## [Task details]
Select the lines of the records containing the word "payload" and list them.

## [Task material]

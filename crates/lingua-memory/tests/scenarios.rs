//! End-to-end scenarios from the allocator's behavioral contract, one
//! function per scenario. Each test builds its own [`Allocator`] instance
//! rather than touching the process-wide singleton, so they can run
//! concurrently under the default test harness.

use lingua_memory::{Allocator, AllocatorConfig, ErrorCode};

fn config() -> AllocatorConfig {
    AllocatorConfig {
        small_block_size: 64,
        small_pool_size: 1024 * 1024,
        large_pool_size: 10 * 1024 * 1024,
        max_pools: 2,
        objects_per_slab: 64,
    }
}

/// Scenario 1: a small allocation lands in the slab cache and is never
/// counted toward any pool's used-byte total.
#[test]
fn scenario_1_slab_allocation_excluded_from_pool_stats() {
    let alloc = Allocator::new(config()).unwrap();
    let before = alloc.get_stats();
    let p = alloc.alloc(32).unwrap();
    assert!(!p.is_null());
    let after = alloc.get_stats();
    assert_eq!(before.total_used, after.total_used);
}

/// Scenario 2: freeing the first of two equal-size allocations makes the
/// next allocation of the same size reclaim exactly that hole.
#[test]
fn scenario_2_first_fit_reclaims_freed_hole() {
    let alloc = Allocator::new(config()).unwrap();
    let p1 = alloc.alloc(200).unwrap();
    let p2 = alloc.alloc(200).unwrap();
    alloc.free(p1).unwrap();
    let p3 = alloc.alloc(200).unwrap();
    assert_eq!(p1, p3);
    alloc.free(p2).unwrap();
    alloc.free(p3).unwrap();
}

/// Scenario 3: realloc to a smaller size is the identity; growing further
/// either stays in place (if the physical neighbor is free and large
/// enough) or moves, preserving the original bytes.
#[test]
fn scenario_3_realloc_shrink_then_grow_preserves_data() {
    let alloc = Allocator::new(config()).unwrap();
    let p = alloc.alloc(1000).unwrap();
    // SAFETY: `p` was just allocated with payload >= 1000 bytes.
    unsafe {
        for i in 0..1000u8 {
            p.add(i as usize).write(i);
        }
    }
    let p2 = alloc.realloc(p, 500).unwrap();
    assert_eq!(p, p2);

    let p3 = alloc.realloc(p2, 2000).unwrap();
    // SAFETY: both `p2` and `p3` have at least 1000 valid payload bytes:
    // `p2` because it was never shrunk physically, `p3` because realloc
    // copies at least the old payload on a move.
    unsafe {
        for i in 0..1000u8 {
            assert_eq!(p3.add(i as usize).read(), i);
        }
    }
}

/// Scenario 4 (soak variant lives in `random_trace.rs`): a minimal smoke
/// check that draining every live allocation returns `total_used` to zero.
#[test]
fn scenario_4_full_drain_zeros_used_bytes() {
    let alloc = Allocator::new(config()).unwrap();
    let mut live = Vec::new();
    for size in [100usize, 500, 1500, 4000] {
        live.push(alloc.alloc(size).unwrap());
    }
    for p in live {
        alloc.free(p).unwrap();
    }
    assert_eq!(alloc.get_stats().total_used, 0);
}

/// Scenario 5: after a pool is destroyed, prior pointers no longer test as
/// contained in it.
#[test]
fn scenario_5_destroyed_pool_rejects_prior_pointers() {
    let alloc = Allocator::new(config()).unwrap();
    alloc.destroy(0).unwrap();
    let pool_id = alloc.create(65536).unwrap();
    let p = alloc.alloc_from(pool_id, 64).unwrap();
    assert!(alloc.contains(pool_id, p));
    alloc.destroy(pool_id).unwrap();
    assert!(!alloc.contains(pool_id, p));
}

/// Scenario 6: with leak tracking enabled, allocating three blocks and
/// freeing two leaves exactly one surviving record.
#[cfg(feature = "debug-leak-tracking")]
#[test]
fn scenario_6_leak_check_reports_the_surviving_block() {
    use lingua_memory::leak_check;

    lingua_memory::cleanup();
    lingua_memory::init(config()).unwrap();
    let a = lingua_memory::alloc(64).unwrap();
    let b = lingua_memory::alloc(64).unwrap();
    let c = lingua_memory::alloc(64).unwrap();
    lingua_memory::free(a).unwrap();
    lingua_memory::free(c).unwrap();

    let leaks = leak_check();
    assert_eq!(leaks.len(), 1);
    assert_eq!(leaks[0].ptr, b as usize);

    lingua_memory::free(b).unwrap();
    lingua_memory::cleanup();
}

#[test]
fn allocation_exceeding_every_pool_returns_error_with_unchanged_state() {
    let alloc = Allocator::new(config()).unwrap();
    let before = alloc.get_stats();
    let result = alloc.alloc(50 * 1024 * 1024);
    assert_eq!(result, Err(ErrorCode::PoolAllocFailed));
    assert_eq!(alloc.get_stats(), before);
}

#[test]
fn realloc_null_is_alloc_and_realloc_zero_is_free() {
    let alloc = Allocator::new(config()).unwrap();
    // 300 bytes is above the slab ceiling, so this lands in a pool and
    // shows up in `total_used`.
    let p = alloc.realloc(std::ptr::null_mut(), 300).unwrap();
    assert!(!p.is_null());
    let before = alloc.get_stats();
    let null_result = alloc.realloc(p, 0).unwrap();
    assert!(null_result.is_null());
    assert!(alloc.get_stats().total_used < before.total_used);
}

...

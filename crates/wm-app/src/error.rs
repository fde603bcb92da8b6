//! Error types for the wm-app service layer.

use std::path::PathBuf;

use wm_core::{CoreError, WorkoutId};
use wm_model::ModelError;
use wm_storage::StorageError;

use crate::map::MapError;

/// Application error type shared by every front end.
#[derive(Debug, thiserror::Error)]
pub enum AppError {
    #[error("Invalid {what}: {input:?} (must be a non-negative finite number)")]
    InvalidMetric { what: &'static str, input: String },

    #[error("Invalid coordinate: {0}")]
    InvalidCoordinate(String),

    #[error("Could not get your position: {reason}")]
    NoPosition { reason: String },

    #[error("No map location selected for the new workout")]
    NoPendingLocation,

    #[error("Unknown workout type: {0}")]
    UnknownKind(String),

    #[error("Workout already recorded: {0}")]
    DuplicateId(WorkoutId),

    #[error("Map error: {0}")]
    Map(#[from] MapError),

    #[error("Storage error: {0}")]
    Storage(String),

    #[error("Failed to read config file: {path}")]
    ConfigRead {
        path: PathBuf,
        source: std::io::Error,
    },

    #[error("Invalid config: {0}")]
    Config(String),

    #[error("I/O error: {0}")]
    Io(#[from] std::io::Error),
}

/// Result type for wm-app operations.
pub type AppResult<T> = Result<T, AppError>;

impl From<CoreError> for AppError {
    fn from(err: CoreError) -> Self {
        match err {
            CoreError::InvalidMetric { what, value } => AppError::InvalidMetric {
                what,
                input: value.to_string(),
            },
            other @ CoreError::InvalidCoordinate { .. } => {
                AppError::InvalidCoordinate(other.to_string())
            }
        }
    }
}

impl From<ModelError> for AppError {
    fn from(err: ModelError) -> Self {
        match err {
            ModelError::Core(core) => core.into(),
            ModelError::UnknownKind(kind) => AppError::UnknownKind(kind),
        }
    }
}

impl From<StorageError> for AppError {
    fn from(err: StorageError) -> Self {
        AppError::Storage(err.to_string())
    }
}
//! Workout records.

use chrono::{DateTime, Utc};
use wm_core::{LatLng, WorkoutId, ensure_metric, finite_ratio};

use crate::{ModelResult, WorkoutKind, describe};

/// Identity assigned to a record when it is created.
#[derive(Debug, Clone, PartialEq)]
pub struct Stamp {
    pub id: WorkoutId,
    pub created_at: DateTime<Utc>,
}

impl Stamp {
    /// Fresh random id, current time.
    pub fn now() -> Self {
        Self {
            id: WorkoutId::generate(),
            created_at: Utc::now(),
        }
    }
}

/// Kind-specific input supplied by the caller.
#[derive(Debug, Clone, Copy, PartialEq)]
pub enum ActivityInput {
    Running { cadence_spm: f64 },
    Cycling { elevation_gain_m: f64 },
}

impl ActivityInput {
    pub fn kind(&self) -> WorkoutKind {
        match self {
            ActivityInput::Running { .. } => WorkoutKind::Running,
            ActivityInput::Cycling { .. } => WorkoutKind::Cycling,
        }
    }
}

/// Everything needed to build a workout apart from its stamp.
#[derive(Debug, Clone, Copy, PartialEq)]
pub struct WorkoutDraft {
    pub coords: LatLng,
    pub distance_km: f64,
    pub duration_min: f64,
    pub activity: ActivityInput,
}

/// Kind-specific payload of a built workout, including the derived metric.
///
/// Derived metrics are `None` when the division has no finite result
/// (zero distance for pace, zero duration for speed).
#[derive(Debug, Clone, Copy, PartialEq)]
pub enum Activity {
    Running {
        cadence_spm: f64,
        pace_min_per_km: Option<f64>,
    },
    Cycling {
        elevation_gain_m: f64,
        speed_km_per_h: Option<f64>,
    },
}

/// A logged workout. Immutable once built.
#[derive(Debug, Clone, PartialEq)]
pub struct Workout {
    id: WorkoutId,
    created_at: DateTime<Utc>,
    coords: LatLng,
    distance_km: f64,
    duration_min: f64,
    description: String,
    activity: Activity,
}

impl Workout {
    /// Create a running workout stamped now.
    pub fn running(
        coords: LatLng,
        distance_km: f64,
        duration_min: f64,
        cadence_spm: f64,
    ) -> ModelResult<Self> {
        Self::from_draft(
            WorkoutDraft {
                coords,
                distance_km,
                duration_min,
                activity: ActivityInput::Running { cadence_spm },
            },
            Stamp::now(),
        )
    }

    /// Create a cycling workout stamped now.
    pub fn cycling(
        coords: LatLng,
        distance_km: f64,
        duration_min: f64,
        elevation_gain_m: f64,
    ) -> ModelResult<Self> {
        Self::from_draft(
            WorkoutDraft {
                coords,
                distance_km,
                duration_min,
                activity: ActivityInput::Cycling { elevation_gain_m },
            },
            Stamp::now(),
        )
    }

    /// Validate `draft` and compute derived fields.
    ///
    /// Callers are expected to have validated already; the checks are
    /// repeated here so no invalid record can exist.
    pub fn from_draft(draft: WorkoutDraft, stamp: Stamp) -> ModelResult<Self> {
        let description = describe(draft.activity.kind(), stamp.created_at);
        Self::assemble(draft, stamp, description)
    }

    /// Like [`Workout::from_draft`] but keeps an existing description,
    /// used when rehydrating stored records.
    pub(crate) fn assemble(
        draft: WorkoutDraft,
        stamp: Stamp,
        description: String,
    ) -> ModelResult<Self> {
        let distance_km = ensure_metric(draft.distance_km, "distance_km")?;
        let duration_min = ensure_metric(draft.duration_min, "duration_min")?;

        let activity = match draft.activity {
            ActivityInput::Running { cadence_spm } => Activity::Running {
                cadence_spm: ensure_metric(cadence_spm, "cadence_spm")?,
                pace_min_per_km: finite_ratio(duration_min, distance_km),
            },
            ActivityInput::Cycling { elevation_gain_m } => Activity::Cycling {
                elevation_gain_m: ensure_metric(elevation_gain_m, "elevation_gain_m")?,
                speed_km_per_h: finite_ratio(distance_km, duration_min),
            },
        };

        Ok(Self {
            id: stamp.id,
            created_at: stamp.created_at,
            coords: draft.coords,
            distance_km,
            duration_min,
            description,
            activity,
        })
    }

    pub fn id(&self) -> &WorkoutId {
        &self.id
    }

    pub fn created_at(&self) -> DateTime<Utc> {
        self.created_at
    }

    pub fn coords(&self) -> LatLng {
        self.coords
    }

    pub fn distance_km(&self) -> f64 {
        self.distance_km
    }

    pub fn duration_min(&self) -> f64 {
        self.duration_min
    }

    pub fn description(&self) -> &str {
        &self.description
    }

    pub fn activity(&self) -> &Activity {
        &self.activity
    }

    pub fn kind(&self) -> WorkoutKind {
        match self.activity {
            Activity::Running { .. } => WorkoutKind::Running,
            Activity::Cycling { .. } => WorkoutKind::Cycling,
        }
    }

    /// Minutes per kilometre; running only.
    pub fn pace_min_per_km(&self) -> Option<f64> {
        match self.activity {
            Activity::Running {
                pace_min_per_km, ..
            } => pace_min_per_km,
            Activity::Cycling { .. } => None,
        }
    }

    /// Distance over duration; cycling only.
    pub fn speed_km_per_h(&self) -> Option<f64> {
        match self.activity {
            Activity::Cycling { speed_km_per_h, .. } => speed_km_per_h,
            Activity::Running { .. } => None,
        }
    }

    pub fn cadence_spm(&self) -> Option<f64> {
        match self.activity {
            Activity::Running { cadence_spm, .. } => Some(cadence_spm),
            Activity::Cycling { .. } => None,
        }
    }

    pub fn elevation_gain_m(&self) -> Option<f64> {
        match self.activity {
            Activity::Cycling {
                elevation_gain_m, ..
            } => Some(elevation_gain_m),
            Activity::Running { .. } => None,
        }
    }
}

## [Written answer]
    // SAFETY: `p` was just allocated with payload >= 1000 bytes.
    // SAFETY: both `p2` and `p3` have at least 1000 valid payload bytes:
    // copies at least the old payload on a move.
/// Kind-specific payload of a built workout, including the derived metric.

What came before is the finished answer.